Cicely on Barriers to Pain Relief

Myths about addiction

Fear of medication

Meaning of pain

Fear of medication

There are quite a lot of people who say, "oh, I don't want to have morphine or Dilaudid or whatever because that will mean that I'm dying." It's only what you have after an operation. It could be used sensibly and it does not have a sort of threat within it. I think what we need to see is the difference actually between post-operative pain and the chronic pain. So many doctors and nurses and probably the public are brought up with what one might call teaching hospital pain, which is post operation, post-accident, post-burn or whatever, which is an event, which has a built in pain, of course I have pain, I've had an operation.
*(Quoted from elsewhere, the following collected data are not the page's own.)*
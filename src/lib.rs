pub mod client;
pub mod config;
pub mod error;
pub mod form;
pub mod handlers;
#[cfg(feature = "live")]
pub mod live;
pub mod requests;
pub mod session;
pub mod view;

pub use client::{ApiRequest, ApiResponse, HttpTransport, Method, Transport};
pub use config::AdminSettings;
pub use error::{AdminError, Result};
pub use form::FormData;
pub use handlers::{Action, AdminClient, Dispatch, Disposition, EventKind, HandlerRegistry};
pub use view::{Surface, SurfaceId, View};

#[cfg(feature = "cli")]
use clap::{Parser, Subcommand};

/// Command-line admin panel for the Smart Restaurant Management System
#[cfg(feature = "cli")]
#[derive(Parser, Debug, Clone)]
#[command(
    author = env!("CARGO_PKG_AUTHORS"),
    version = env!("CARGO_PKG_VERSION"),
    about = "SRMS admin client",
    long_about = None,
    after_help = "Examples:\n\
    \n\
    List the menu:\n\
    srms-admin --host http://127.0.0.1:5013 click refreshMenu\n\
    \n\
    Add a menu item after signing in:\n\
    srms-admin -u admin -p <SECRET> submit addMenuForm -f name=Soup -f category=Starters -f price=4.5\n\
    \n\
    Follow live events:\n\
    srms-admin watch\n\
    "
)]
pub struct Args {
    /// Base URL of the SRMS server
    #[arg(long, help = "Base URL of the SRMS server, like http://127.0.0.1:5013")]
    pub host: Option<String>,

    /// Basic auth string. Format: user:pass
    #[arg(long, help = "Basic Auth credentials for a proxy in front of the server")]
    pub basic_auth: Option<String>,

    /// Username used to sign in before running the command
    #[arg(short, long, help = "Sign in as this user before running the command")]
    pub username: Option<String>,

    /// Password for --username
    #[arg(short, long, help = "Password for --username")]
    pub password: Option<String>,

    /// HTTP timeout in seconds
    #[arg(long, help = "HTTP request timeout in seconds (no timeout by default)")]
    pub timeout: Option<u64>,

    /// Settings file (default: ~/.srms/admin_config.json)
    #[arg(long, help = "Path to the settings file")]
    pub config: Option<std::path::PathBuf>,

    #[command(subcommand)]
    pub command: Command,
}

#[cfg(feature = "cli")]
#[derive(Subcommand, Debug, Clone)]
pub enum Command {
    /// Press a button of the panel, e.g. refreshMenu
    Click {
        control: String,
    },
    /// Submit a form of the panel, e.g. addMenuForm -f name=Soup -f price=4.5
    Submit {
        form: String,
        #[arg(short = 'f', long = "field", value_name = "NAME=VALUE")]
        fields: Vec<String>,
    },
    /// Follow the live event feed until interrupted
    Watch,
    /// End the session
    Logout,
    /// List the controls that can be clicked or submitted
    Controls,
    /// Write the effective settings to the settings file
    SaveSettings,
}

#[cfg(feature = "cli")]
impl Args {
    /// Overlay command-line values on top of the file settings
    pub fn apply_to(&self, settings: &mut AdminSettings) {
        if let Some(host) = &self.host {
            settings.host = host.clone();
        }
        if let Some(basic_auth) = &self.basic_auth {
            settings.basic_auth = basic_auth.clone();
        }
        if let Some(username) = &self.username {
            settings.username = username.clone();
        }
        if let Some(password) = &self.password {
            settings.password = password.clone();
        }
        if let Some(timeout) = self.timeout {
            settings.timeout_secs = Some(timeout);
        }
    }
}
To give drugs when pain happens and to wait until it's happened again, is perfectly logical. They will become less and they will eventually be withdrawn. Chronic pain is different. It's not just an event, it's a situation which as it were holds the patient within itself. To have to ask for something every time the pain comes back merely emphasizes that you are dependent on the medicine, you are dependent upon the person who gives it to you. You need to have it given regularly and you need to, of course, as in the other case, have it balanced to the patient's need. We've shown over the years that for most people, if you start soon enough and if you add in all the other attitudes and skills that are available, these are very good tools and they will last out.